It needs those high-minded academic or professional topics to be translated out of technical language and into the way average people actually talk and write, and point to a person near you who knows how to do that for you.
You’re not going to get that from reddit, twitter, or youtube comments.
You’re not going to get that from a book, or an academic paper.
You’re going to get that from content marketing websites.
Professionals translate their knowledge into plain language guidance on topics that people need to know a little bit about, so they can hire the right professional to deal with it correctly.

These high-value professional services have been producing content marketing materials that explain what services they provide and why in plain language so that when a non-professional searches for a complex topic, they can get an easy understanding about what it means.
People search for information about the surgical procedure their general practitioner recommended and find a content marketing post explaining the topic. Then they fill out an inbound lead form — “Contact Us!” — and the professional gets back to them and makes an appointment.
This was all working beautifully, until AI companies scraped the content and fed it into a training system. Now the AI company can speak knowledgeably about the professional topic to answer someone’s question.
AI gives an answer…
But not a solution, because there’s no professional to provide the service.
AI overviews means click through rates on content marketing posts have collapsed.
At the top of the lead generation funnel is content marketing. Content includes keywords for search terms that a business provides. Search engine optimization (SEO) improves search engine ranking (SER) for those keywords.
The better content ranks in search, the more likely someone who searches sees the link. The better the answer to the question, the more likely they click the link. That’s called click through rate (CTR).
Once they’re on the landing page, they’re at the top of the funnel. Then they fill out an inbound lead generation form (“Contact Us!”) so the business has a lead. That lead goes into a client relationship management (CRM) system and someone follows up.
That’s how modern professional services work.
AI overviews destroy that model.
The AI reads your content, and spits it out to answer the search question. AI overviews reduce click-through-rates by >80% (4% CTR without AIO to 0.64% CTR with AIO).

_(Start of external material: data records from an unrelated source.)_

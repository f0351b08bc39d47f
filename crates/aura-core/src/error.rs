//! Error-kind taxonomy shared by every crate in the workspace.
//!
//! Nodes and components tag errors with one of these kinds rather than
//! relying on exceptions or ad-hoc string matching; the Workflow Runtime
//! switches on the kind to decide retry vs. fail vs. degrade.

use serde::{Deserialize, Serialize};
use uuid::Uuid;

#[derive(Debug, Clone, Copy, PartialEq, Eq, Serialize, Deserialize)]
#[serde(rename_all = "snake_case")]
pub enum ErrorKind {
    /// Malformed input; terminal; surfaced with a specific reason.
    Validation,
    /// Session invalid/expired; terminal; surfaces `unauthenticated`.
    Authz,
    /// Rate limit exceeded; terminal; surfaces `rate_limited` with a retry-after hint.
    Quota,
    /// Backend hiccup (store, embedding, LLM); retried per node policy.
    Transient,
    /// Retrieval returned nothing or timed out; pipeline proceeds with reduced confidence.
    Degraded,
    /// Deadline or explicit cancellation; terminal.
    Cancelled,
    /// Programming error or unreachable branch; terminal; logged with a diagnostic id.
    Internal,
}

impl ErrorKind {
    /// Whether the Workflow Runtime should retry a node that failed with
    /// this kind (subject to the node's own `max_attempts`).
    pub fn is_retryable(&self) -> bool {
        matches!(self, ErrorKind::Transient)
    }

    /// Whether this kind is terminal — i.e. it ends the Job rather than
    /// degrading or retrying.
    pub fn is_terminal(&self) -> bool {
        !matches!(self, ErrorKind::Transient | ErrorKind::Degraded)
    }
}

/// Top-level error type for library code that doesn't define its own
/// crate-specific enum. Crate-specific error enums (e.g. `StoreError`,
/// `WorkflowError`) implement `kind()` with the same signature and convert
/// into this type at crate boundaries via `#[from]`.
#[derive(Debug, thiserror::Error)]
pub enum AuraError {
    #[error("validation: {0}")]
    Validation(String),

    #[error("unauthenticated")]
    Authz,

    #[error("rate_limited: retry after {retry_after_secs}s")]
    Quota { retry_after_secs: u64 },

    #[error("transient: {0}")]
    Transient(String),

    #[error("degraded: {0}")]
    Degraded(String),

    #[error("cancelled")]
    Cancelled,

    #[error("internal error (diagnostic id {diagnostic_id})")]
    Internal { diagnostic_id: Uuid, source: String },
}

impl AuraError {
    pub fn internal(source: impl Into<String>) -> Self {
        let diagnostic_id = Uuid::new_v4();
        let source = source.into();
        tracing::error!(%diagnostic_id, %source, "internal error");
        AuraError::Internal {
            diagnostic_id,
            source,
        }
    }

    pub fn kind(&self) -> ErrorKind {
        match self {
            AuraError::Validation(_) => ErrorKind::Validation,
            AuraError::Authz => ErrorKind::Authz,
            AuraError::Quota { .. } => ErrorKind::Quota,
            AuraError::Transient(_) => ErrorKind::Transient,
            AuraError::Degraded(_) => ErrorKind::Degraded,
            AuraError::Cancelled => ErrorKind::Cancelled,
            AuraError::Internal { .. } => ErrorKind::Internal,
        }
    }
}
//! Pluggable embedding provider plus a bounded, content-hash-keyed memoization
//! cache (spec §4.5 step 1). Supporting arbitrary third-party embedding
//! providers is explicitly out of scope; the trait exists so the mock and
//! the one production provider share a seam, not to host a plugin
//! ecosystem.

use std::num::NonZeroUsize;
use std::sync::Arc;

use ahash::AHasher;
use async_trait::async_trait;
use lru::LruCache;
use std::hash::Hasher;
use tokio::sync::Mutex;
use uuid::Uuid;

#[derive(Debug, thiserror::Error)]
pub enum EmbeddingError {
    #[error("embedding provider unavailable: {0}")]
    Unavailable(String),
    #[error("embedding dimension mismatch: expected {expected}, got {actual}")]
    DimensionMismatch { expected: usize, actual: usize },
}

#[async_trait]
pub trait EmbeddingProvider: Send + Sync {
    async fn embed(&self, text: &str) -> Result<Vec<f32>, EmbeddingError>;
    fn dimension(&self) -> usize;
}

/// Deterministic hash-based embedding for tests and offline operation: each
/// dimension is derived from a seeded hash of the text so identical input
/// always produces an identical vector without a live model.
pub struct MockEmbeddingProvider {
    dimension: usize,
}

impl MockEmbeddingProvider {
    pub fn new(dimension: usize) -> Self {
        Self { dimension }
    }
}

#[async_trait]
impl EmbeddingProvider for MockEmbeddingProvider {
    async fn embed(&self, text: &str) -> Result<Vec<f32>, EmbeddingError> {
        let mut v = Vec::with_capacity(self.dimension);
        for i in 0..self.dimension {
            let mut hasher = AHasher::default();
            hasher.write(text.as_bytes());
            hasher.write_usize(i);
            let bits = hasher.finish();
            // Map to [-1.0, 1.0].
            v.push(((bits % 2000) as f32 / 1000.0) - 1.0);
        }
        Ok(v)
    }

    fn dimension(&self) -> usize {
        self.dimension
    }
}

fn content_hash(text: &str) -> String {
    let mut hasher = AHasher::default();
    hasher.write(text.as_bytes());
    format!("{:016x}", hasher.finish())
}

struct CacheEntry {
    embedding: Vec<f32>,
    inserted_at: std::time::Instant,
}

/// Wraps an [`EmbeddingProvider`] with a bounded LRU cache keyed by
/// `(tenant, content_hash)`, so repeated struggle/audit windows over the
/// same error text or code context don't re-embed.
pub struct CachedEmbeddingProvider {
    inner: Arc<dyn EmbeddingProvider>,
    cache: Mutex<LruCache<(Option<Uuid>, String), CacheEntry>>,
    ttl: std::time::Duration,
}

impl CachedEmbeddingProvider {
    pub fn new(inner: Arc<dyn EmbeddingProvider>, capacity: usize, ttl_seconds: u64) -> Self {
        let capacity = NonZeroUsize::new(capacity.max(1)).expect("capacity must be non-zero");
        Self {
            inner,
            cache: Mutex::new(LruCache::new(capacity)),
            ttl: std::time::Duration::from_secs(ttl_seconds),
        }
    }

    pub fn dimension(&self) -> usize {
        self.inner.dimension()
    }

    pub async fn embed(&self, tenant: Option<Uuid>, text: &str) -> Result<Vec<f32>, EmbeddingError> {
        let key = (tenant, content_hash(text));
        {
            let mut cache = self.cache.lock().await;
            if let Some(entry) = cache.get(&key) {
                if entry.inserted_at.elapsed() < self.ttl {
                    return Ok(entry.embedding.clone());
                }
            }
        }
        let embedding = self.inner.embed(text).await?;
        let mut cache = self.cache.lock().await;
        cache.put(
            key,
            CacheEntry {
                embedding: embedding.clone(),
                inserted_at: std::time::Instant::now(),
            },
        );
        Ok(embedding)
    }
}

#[cfg(test)]
mod tests {
    use super::*;

    #[tokio::test]
    async fn mock_provider_is_deterministic() {
        let provider = MockEmbeddingProvider::new(8);
        let a = provider.embed("hello world").await.unwrap();
        let b = provider.embed("hello world").await.unwrap();
        assert_eq!(a, b);
        assert_eq!(a.len(), 8);
    }

    #[tokio::test]
    async fn distinct_text_yields_distinct_embeddings() {
        let provider = MockEmbeddingProvider::new(8);
        let a = provider.embed("hello").await.unwrap();
        let b = provider.embed("goodbye").await.unwrap();
        assert_ne!(a, b);
    }

    #[tokio::test]
    async fn cache_returns_same_vector_without_recomputing() {
        let cached = CachedEmbeddingProvider::new(Arc::new(MockEmbeddingProvider::new(4)), 16, 3600);
        let tenant = Some(Uuid::new_v4());
        let a = cached.embed(tenant, "struggle text").await.unwrap();
        let b = cached.embed(tenant, "struggle text").await.unwrap();
        assert_eq!(a, b);
    }

    #[tokio::test]
    async fn distinct_tenants_do_not_share_cache_entries_by_key() {
        let cached = CachedEmbeddingProvider::new(Arc::new(MockEmbeddingProvider::new(4)), 16, 3600);
        let t1 = Some(Uuid::new_v4());
        let t2 = Some(Uuid::new_v4());
        // Same text, different tenants: both should resolve to the same
        // deterministic vector (the mock ignores tenant) but via distinct
        // cache keys, exercised here only to confirm no panic/collision.
        let a = cached.embed(t1, "same text").await.unwrap();
        let b = cached.embed(t2, "same text").await.unwrap();
        assert_eq!(a, b);
    }
}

That means if your answer is good enough that the AI uses it to respond to someone’s question, you don’t get anything out of it.
The sales opportunity never reaches a landing page, they don’t even know who the answer came from. The prospect never fills out a lead form, they never reach a CRM.
You don’t have a brand, you don’t have credibility, you don’t have a lead.
You were good enough for the AI answer, and the reward is that it killed your funnel.
Soon you don’t have a business. At least, not business from web leads.
You know who does reach your landing page and fill out a form? A bot.
A bot steals your content. They steal your click throughs. They steal your leads. And to add insult to injury, they flood your CRM with dick pills and “transaction management” scams.
AI content harvesting is rapidly destroying the very environment that makes AI possible. It’s a snake that eats its own tail. AI content scraping is killing the very environment that provided the content that AI relies on to train itself.
What happens next? Where do we go from here?
What happens to Google when they can’t serve ads because nobody clicks through to pages? What happens when businesses stop buying ads because they get nothing from it? What happens when businesses stop producing content that AI relies on to train?
The internet will die, just like a forest dies when we pollute its water and air.
AI content harvesting is a beautiful example of a negative externality. Like how a factory gets an economic benefit from polluting the air or water, AI gets an economic benefit from harvesting content for free from the web to train.

But in the same way that, eventually, air and water pollution harm the community that the factory depends on to run it, sell, and buy its products, AI content harvesting creates a negative externality that destroys the environment that makes AI possible — rich, abundant content.
As far as I know, economics gives us solutions to externalities in pricing and conditionals.
Content is the raw material for AI. Just like you can’t make steel without iron, and can’t make a car without steel, you can’t make AI without content, and you can’t make content without human knowledge and effort.
We have to price content and impose conditions on its use.
If the people producing content put a price on it, and force AI to pay to use the content, with terms and conditions, we can eliminate that externality and support the creators that AI relies on. We need AI to attribute where it gets its knowledge, so it can refer people to the source.
And we need management and controls on our websites so that we can impose these prices and conditions.
This is why we’ve built robots.nxt, so that we can harness AI for the good of the internet, so that content creators can get paid, get attributed, get business, and thrive.
If we don’t act now to defend ourselves and our creative energy, AI will turn the internet into a post-apocalyptic Terminator style wasteland.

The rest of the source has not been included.